[Saved entries]
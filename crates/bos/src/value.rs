//! Native value tree produced by the decoder.

use base64::engine::general_purpose::STANDARD;
use base64::Engine as _;
use indexmap::IndexMap;

/// Prefix used when byte blobs travel through JSON.
pub const BIN_DATA_URI_PREFIX: &str = "data:application/octet-stream;base64,";

/// A decoded BOS value.
///
/// Integers are widened to 64 bits regardless of the wire width they were
/// stored with. The decoder only produces `UInteger` for values above
/// `i64::MAX`, and `Integer(n) == UInteger(n)` for any `n` both can hold.
/// Objects keep insertion order and setting an existing key replaces its
/// value in place.
#[derive(Debug, Clone, Default)]
pub enum BosValue {
    #[default]
    Null,
    Bool(bool),
    Integer(i64),
    UInteger(u64),
    Float(f64),
    Str(String),
    Bytes(Vec<u8>),
    Array(Vec<BosValue>),
    Object(IndexMap<String, BosValue>),
}

impl BosValue {
    pub fn is_null(&self) -> bool {
        matches!(self, BosValue::Null)
    }

    pub fn as_bool(&self) -> Option<bool> {
        match self {
            BosValue::Bool(b) => Some(*b),
            _ => None,
        }
    }

    pub fn as_i64(&self) -> Option<i64> {
        match self {
            BosValue::Integer(i) => Some(*i),
            BosValue::UInteger(u) => i64::try_from(*u).ok(),
            _ => None,
        }
    }

    pub fn as_u64(&self) -> Option<u64> {
        match self {
            BosValue::Integer(i) => u64::try_from(*i).ok(),
            BosValue::UInteger(u) => Some(*u),
            _ => None,
        }
    }

    pub fn as_f64(&self) -> Option<f64> {
        match self {
            BosValue::Float(f) => Some(*f),
            _ => None,
        }
    }

    pub fn as_str(&self) -> Option<&str> {
        match self {
            BosValue::Str(s) => Some(s),
            _ => None,
        }
    }

    pub fn as_bytes(&self) -> Option<&[u8]> {
        match self {
            BosValue::Bytes(b) => Some(b),
            _ => None,
        }
    }

    pub fn as_array(&self) -> Option<&[BosValue]> {
        match self {
            BosValue::Array(items) => Some(items),
            _ => None,
        }
    }

    pub fn as_object(&self) -> Option<&IndexMap<String, BosValue>> {
        match self {
            BosValue::Object(map) => Some(map),
            _ => None,
        }
    }

    /// Looks up `key` when `self` is an object.
    pub fn get(&self, key: &str) -> Option<&BosValue> {
        self.as_object().and_then(|map| map.get(key))
    }
}

impl PartialEq for BosValue {
    fn eq(&self, other: &Self) -> bool {
        match (self, other) {
            (BosValue::Null, BosValue::Null) => true,
            (BosValue::Bool(a), BosValue::Bool(b)) => a == b,
            (BosValue::Integer(a), BosValue::Integer(b)) => a == b,
            (BosValue::UInteger(a), BosValue::UInteger(b)) => a == b,
            (BosValue::Integer(i), BosValue::UInteger(u))
            | (BosValue::UInteger(u), BosValue::Integer(i)) => u64::try_from(*i).ok() == Some(*u),
            (BosValue::Float(a), BosValue::Float(b)) => a == b,
            (BosValue::Str(a), BosValue::Str(b)) => a == b,
            (BosValue::Bytes(a), BosValue::Bytes(b)) => a == b,
            (BosValue::Array(a), BosValue::Array(b)) => a == b,
            (BosValue::Object(a), BosValue::Object(b)) => a == b,
            _ => false,
        }
    }
}

impl From<bool> for BosValue {
    fn from(b: bool) -> Self {
        BosValue::Bool(b)
    }
}

impl From<i64> for BosValue {
    fn from(i: i64) -> Self {
        BosValue::Integer(i)
    }
}

impl From<u64> for BosValue {
    fn from(u: u64) -> Self {
        match i64::try_from(u) {
            Ok(i) => BosValue::Integer(i),
            Err(_) => BosValue::UInteger(u),
        }
    }
}

impl From<f64> for BosValue {
    fn from(f: f64) -> Self {
        BosValue::Float(f)
    }
}

impl From<&str> for BosValue {
    fn from(s: &str) -> Self {
        BosValue::Str(s.to_owned())
    }
}

impl From<String> for BosValue {
    fn from(s: String) -> Self {
        BosValue::Str(s)
    }
}

impl From<Vec<u8>> for BosValue {
    fn from(b: Vec<u8>) -> Self {
        BosValue::Bytes(b)
    }
}

impl From<Vec<BosValue>> for BosValue {
    fn from(items: Vec<BosValue>) -> Self {
        BosValue::Array(items)
    }
}

impl FromIterator<(String, BosValue)> for BosValue {
    fn from_iter<I: IntoIterator<Item = (String, BosValue)>>(iter: I) -> Self {
        BosValue::Object(iter.into_iter().collect())
    }
}

/// Decodes a `data:application/octet-stream;base64,` string back into bytes.
pub fn parse_data_uri(s: &str) -> Option<Vec<u8>> {
    let payload = s.strip_prefix(BIN_DATA_URI_PREFIX)?;
    STANDARD.decode(payload).ok()
}

/// Renders bytes as a `data:application/octet-stream;base64,` string.
pub fn to_data_uri(bytes: &[u8]) -> String {
    format!("{BIN_DATA_URI_PREFIX}{}", STANDARD.encode(bytes))
}

impl From<serde_json::Value> for BosValue {
    fn from(v: serde_json::Value) -> Self {
        match v {
            serde_json::Value::Null => BosValue::Null,
            serde_json::Value::Bool(b) => BosValue::Bool(b),
            serde_json::Value::Number(n) => {
                if let Some(i) = n.as_i64() {
                    BosValue::Integer(i)
                } else if let Some(u) = n.as_u64() {
                    BosValue::UInteger(u)
                } else {
                    BosValue::Float(n.as_f64().unwrap_or(0.0))
                }
            }
            serde_json::Value::String(s) => match parse_data_uri(&s) {
                Some(bytes) => BosValue::Bytes(bytes),
                None => BosValue::Str(s),
            },
            serde_json::Value::Array(arr) => {
                BosValue::Array(arr.into_iter().map(BosValue::from).collect())
            }
            serde_json::Value::Object(obj) => BosValue::Object(
                obj.into_iter()
                    .map(|(k, v)| (k, BosValue::from(v)))
                    .collect(),
            ),
        }
    }
}

impl From<BosValue> for serde_json::Value {
    fn from(v: BosValue) -> Self {
        match v {
            BosValue::Null => serde_json::Value::Null,
            BosValue::Bool(b) => serde_json::Value::Bool(b),
            BosValue::Integer(i) => serde_json::Value::from(i),
            BosValue::UInteger(u) => serde_json::Value::from(u),
            // Non-finite reals have no JSON spelling.
            BosValue::Float(f) => serde_json::Number::from_f64(f)
                .map(serde_json::Value::Number)
                .unwrap_or(serde_json::Value::Null),
            BosValue::Str(s) => serde_json::Value::String(s),
            BosValue::Bytes(b) => serde_json::Value::String(to_data_uri(&b)),
            BosValue::Array(arr) => {
                serde_json::Value::Array(arr.into_iter().map(serde_json::Value::from).collect())
            }
            BosValue::Object(obj) => serde_json::Value::Object(
                obj.into_iter()
                    .map(|(k, v)| (k, serde_json::Value::from(v)))
                    .collect(),
            ),
        }
    }
}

WHAT YOU ARE ASKED TO DO
Transcribe, exactly and without additions, the lines of the records above, beginning with the line that contains "pub fn as_str(&self)" and ending with the line that contains "(BosValue::Integer(i), BosValue::UInteger(u))", both included.

WRITTEN ANSWER
    pub fn as_str(&self) -> Option<&str> {
        match self {
            BosValue::Str(s) => Some(s),
            _ => None,
        }
    }

    pub fn as_bytes(&self) -> Option<&[u8]> {
        match self {
            BosValue::Bytes(b) => Some(b),
            _ => None,
        }
    }

    pub fn as_array(&self) -> Option<&[BosValue]> {
        match self {
            BosValue::Array(items) => Some(items),
            _ => None,
        }
    }

    pub fn as_object(&self) -> Option<&IndexMap<String, BosValue>> {
        match self {
            BosValue::Object(map) => Some(map),
            _ => None,
        }
    }

    /// Looks up `key` when `self` is an object.
    pub fn get(&self, key: &str) -> Option<&BosValue> {
        self.as_object().and_then(|map| map.get(key))
    }
}

impl PartialEq for BosValue {
    fn eq(&self, other: &Self) -> bool {
        match (self, other) {
            (BosValue::Null, BosValue::Null) => true,
            (BosValue::Bool(a), BosValue::Bool(b)) => a == b,
            (BosValue::Integer(a), BosValue::Integer(b)) => a == b,
            (BosValue::UInteger(a), BosValue::UInteger(b)) => a == b,
            (BosValue::Integer(i), BosValue::UInteger(u))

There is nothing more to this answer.